→ **ASSIGNED TASK**
Find the string "PlantPatchVisitor" in the data, and copy out each line that has it.

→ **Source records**
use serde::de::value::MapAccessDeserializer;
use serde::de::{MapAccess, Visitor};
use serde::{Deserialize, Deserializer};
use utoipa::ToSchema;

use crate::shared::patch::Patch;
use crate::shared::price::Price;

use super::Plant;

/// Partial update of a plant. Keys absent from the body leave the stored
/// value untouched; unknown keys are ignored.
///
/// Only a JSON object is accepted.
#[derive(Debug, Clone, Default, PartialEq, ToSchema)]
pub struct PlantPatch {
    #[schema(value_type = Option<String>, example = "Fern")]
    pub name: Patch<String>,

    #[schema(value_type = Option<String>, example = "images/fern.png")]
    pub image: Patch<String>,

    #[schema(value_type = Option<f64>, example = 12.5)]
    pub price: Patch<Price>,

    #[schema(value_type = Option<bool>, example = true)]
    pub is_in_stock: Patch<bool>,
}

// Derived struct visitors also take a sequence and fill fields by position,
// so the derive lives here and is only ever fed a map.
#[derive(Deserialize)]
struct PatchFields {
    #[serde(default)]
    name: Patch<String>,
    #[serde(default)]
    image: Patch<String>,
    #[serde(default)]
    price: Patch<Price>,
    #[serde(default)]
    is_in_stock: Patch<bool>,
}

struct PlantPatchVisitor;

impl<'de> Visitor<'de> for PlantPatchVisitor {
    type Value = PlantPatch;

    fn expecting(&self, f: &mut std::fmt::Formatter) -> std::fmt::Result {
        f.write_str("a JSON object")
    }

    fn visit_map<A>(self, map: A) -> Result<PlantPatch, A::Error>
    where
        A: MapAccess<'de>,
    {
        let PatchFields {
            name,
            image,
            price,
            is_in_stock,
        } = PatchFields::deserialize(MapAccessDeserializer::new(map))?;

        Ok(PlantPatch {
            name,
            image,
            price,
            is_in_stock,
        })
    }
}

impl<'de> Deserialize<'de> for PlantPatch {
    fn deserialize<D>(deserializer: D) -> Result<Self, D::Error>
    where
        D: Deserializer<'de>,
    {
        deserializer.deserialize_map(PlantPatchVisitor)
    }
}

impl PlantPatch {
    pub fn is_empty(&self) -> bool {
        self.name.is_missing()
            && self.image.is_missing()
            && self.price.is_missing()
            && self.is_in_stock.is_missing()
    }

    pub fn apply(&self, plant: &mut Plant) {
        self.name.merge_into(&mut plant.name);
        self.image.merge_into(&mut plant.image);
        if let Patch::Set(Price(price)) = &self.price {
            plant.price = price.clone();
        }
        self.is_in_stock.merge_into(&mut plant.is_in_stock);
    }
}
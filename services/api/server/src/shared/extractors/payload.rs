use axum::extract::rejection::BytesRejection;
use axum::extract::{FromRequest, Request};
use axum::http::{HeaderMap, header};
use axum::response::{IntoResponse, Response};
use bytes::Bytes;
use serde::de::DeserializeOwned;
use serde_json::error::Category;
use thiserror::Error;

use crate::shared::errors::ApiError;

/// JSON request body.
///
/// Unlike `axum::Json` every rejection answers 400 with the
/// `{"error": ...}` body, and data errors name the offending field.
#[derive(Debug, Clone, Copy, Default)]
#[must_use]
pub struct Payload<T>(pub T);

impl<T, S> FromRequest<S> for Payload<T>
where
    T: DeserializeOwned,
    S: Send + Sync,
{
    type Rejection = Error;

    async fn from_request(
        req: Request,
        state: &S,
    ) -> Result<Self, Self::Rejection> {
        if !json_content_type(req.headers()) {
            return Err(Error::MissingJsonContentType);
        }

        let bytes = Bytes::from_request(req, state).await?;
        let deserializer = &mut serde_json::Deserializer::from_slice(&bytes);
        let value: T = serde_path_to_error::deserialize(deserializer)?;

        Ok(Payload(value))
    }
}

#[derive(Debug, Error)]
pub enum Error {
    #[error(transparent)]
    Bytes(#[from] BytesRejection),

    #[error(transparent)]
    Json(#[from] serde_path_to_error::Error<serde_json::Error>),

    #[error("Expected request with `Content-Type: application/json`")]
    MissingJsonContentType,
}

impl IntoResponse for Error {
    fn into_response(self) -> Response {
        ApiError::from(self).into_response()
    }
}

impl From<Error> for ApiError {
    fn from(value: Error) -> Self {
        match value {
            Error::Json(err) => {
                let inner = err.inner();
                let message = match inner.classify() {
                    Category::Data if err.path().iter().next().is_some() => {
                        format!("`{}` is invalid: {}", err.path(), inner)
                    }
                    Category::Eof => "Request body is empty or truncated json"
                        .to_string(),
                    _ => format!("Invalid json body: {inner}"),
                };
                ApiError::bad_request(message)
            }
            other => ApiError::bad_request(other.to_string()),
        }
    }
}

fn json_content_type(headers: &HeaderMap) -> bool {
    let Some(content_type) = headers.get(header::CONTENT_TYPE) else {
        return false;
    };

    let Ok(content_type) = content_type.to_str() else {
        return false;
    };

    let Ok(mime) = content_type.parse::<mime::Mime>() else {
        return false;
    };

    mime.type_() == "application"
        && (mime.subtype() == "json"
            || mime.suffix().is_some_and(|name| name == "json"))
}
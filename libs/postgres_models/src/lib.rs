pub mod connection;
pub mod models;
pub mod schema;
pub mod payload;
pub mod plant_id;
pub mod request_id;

→ **RESULT OF THIS EXERCISE**
struct PlantPatchVisitor;
impl<'de> Visitor<'de> for PlantPatchVisitor {
        deserializer.deserialize_map(PlantPatchVisitor)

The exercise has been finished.